Directions →
Copy every record below, exactly as written.
- Opening Delimiter -
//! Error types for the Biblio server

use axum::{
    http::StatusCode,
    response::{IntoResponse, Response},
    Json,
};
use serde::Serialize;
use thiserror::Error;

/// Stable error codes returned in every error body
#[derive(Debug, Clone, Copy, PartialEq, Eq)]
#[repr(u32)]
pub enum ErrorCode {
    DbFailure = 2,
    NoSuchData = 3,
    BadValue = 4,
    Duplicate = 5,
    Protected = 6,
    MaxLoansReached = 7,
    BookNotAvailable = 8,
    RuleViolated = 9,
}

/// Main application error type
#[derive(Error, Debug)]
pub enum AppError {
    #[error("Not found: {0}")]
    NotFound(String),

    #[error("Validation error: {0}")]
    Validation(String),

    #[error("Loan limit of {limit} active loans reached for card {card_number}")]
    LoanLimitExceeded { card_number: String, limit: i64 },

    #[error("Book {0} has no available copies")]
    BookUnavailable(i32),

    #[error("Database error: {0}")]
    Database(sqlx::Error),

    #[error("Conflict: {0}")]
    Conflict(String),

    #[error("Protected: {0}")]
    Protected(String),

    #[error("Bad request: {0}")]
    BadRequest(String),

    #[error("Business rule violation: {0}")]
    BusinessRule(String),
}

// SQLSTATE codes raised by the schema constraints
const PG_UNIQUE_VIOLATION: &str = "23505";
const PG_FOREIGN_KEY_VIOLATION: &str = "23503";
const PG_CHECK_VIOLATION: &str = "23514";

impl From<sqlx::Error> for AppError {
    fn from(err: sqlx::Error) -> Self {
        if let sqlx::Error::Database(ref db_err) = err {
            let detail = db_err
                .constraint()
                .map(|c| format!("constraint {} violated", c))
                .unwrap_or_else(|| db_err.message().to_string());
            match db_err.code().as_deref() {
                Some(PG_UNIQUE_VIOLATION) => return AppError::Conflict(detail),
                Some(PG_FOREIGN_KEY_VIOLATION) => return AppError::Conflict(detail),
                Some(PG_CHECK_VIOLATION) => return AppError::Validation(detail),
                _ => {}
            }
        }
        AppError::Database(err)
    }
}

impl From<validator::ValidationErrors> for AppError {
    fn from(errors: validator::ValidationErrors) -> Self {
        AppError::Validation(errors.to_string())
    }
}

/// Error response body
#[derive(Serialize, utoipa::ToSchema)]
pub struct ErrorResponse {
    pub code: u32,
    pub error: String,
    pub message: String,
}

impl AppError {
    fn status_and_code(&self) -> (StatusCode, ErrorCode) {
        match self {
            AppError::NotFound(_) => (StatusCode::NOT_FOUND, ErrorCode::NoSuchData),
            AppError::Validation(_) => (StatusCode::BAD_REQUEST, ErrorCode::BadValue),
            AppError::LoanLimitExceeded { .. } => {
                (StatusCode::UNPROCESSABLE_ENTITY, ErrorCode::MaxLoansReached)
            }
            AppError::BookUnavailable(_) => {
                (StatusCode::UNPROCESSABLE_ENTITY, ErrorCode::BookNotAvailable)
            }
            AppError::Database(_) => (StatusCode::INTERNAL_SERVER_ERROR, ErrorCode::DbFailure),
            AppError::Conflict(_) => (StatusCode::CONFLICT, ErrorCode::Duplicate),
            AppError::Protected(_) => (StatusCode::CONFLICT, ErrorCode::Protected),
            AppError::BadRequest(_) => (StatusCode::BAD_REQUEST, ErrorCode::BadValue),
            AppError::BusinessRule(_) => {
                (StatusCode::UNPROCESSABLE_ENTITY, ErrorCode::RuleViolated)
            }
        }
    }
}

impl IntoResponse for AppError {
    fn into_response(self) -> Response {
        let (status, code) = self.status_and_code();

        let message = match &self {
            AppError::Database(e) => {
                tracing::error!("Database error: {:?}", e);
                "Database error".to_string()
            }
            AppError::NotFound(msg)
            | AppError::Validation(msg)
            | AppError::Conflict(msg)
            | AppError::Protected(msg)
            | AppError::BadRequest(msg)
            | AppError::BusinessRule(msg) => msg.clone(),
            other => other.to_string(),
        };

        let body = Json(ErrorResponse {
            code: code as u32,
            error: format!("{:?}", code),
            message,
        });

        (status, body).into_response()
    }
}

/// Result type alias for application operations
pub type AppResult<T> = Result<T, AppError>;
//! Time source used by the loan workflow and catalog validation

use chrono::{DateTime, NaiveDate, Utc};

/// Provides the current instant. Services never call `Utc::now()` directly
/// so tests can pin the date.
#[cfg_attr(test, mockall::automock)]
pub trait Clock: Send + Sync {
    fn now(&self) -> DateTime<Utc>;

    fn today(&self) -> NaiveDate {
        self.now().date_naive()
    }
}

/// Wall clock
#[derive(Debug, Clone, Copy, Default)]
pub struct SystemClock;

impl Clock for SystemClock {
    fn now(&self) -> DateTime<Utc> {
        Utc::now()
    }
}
- Closing Delimiter -
Output for this task →
//! Error types for the Biblio server

use axum::{
    http::StatusCode,
    response::{IntoResponse, Response},
    Json,
};
use serde::Serialize;
use thiserror::Error;

/// Stable error codes returned in every error body
#[derive(Debug, Clone, Copy, PartialEq, Eq)]
#[repr(u32)]
pub enum ErrorCode {
    DbFailure = 2,
    NoSuchData = 3,
    BadValue = 4,
    Duplicate = 5,
    Protected = 6,
    MaxLoansReached = 7,
    BookNotAvailable = 8,
    RuleViolated = 9,
}

/// Main application error type
#[derive(Error, Debug)]
pub enum AppError {
    #[error("Not found: {0}")]
    NotFound(String),

    #[error("Validation error: {0}")]
    Validation(String),

    #[error("Loan limit of {limit} active loans reached for card {card_number}")]
    LoanLimitExceeded { card_number: String, limit: i64 },

    #[error("Book {0} has no available copies")]
    BookUnavailable(i32),

    #[error("Database error: {0}")]
    Database(sqlx::Error),

    #[error("Conflict: {0}")]
    Conflict(String),

    #[error("Protected: {0}")]
    Protected(String),

    #[error("Bad request: {0}")]
    BadRequest(String),

    #[error("Business rule violation: {0}")]
    BusinessRule(String),
}

// SQLSTATE codes raised by the schema constraints
const PG_UNIQUE_VIOLATION: &str = "23505";
const PG_FOREIGN_KEY_VIOLATION: &str = "23503";
const PG_CHECK_VIOLATION: &str = "23514";

impl From<sqlx::Error> for AppError {
    fn from(err: sqlx::Error) -> Self {
        if let sqlx::Error::Database(ref db_err) = err {
            let detail = db_err
                .constraint()
                .map(|c| format!("constraint {} violated", c))
                .unwrap_or_else(|| db_err.message().to_string());
            match db_err.code().as_deref() {
                Some(PG_UNIQUE_VIOLATION) => return AppError::Conflict(detail),
                Some(PG_FOREIGN_KEY_VIOLATION) => return AppError::Conflict(detail),
                Some(PG_CHECK_VIOLATION) => return AppError::Validation(detail),
                _ => {}
            }
        }
        AppError::Database(err)
    }
}

impl From<validator::ValidationErrors> for AppError {
    fn from(errors: validator::ValidationErrors) -> Self {
        AppError::Validation(errors.to_string())
    }
}

/// Error response body
#[derive(Serialize, utoipa::ToSchema)]
pub struct ErrorResponse {
    pub code: u32,
    pub error: String,
    pub message: String,
}

impl AppError {
    fn status_and_code(&self) -> (StatusCode, ErrorCode) {
        match self {
            AppError::NotFound(_) => (StatusCode::NOT_FOUND, ErrorCode::NoSuchData),
            AppError::Validation(_) => (StatusCode::BAD_REQUEST, ErrorCode::BadValue),
            AppError::LoanLimitExceeded { .. } => {
                (StatusCode::UNPROCESSABLE_ENTITY, ErrorCode::MaxLoansReached)
            }
            AppError::BookUnavailable(_) => {
                (StatusCode::UNPROCESSABLE_ENTITY, ErrorCode::BookNotAvailable)
            }
            AppError::Database(_) => (StatusCode::INTERNAL_SERVER_ERROR, ErrorCode::DbFailure),
            AppError::Conflict(_) => (StatusCode::CONFLICT, ErrorCode::Duplicate),
            AppError::Protected(_) => (StatusCode::CONFLICT, ErrorCode::Protected),
            AppError::BadRequest(_) => (StatusCode::BAD_REQUEST, ErrorCode::BadValue),
            AppError::BusinessRule(_) => {
                (StatusCode::UNPROCESSABLE_ENTITY, ErrorCode::RuleViolated)
            }
        }
    }
}

impl IntoResponse for AppError {
    fn into_response(self) -> Response {
        let (status, code) = self.status_and_code();

        let message = match &self {
            AppError::Database(e) => {
                tracing::error!("Database error: {:?}", e);
                "Database error".to_string()
            }
            AppError::NotFound(msg)
            | AppError::Validation(msg)
            | AppError::Conflict(msg)
            | AppError::Protected(msg)
            | AppError::BadRequest(msg)
            | AppError::BusinessRule(msg) => msg.clone(),
            other => other.to_string(),
        };

        let body = Json(ErrorResponse {
            code: code as u32,
            error: format!("{:?}", code),
            message,
        });

        (status, body).into_response()
    }
}

/// Result type alias for application operations
pub type AppResult<T> = Result<T, AppError>;
//! Time source used by the loan workflow and catalog validation

use chrono::{DateTime, NaiveDate, Utc};

/// Provides the current instant. Services never call `Utc::now()` directly
/// so tests can pin the date.
#[cfg_attr(test, mockall::automock)]
pub trait Clock: Send + Sync {
    fn now(&self) -> DateTime<Utc>;

    fn today(&self) -> NaiveDate {
        self.now().date_naive()
    }
}

/// Wall clock
#[derive(Debug, Clone, Copy, Default)]
pub struct SystemClock;

impl Clock for SystemClock {
    fn now(&self) -> DateTime<Utc> {
        Utc::now()
    }
}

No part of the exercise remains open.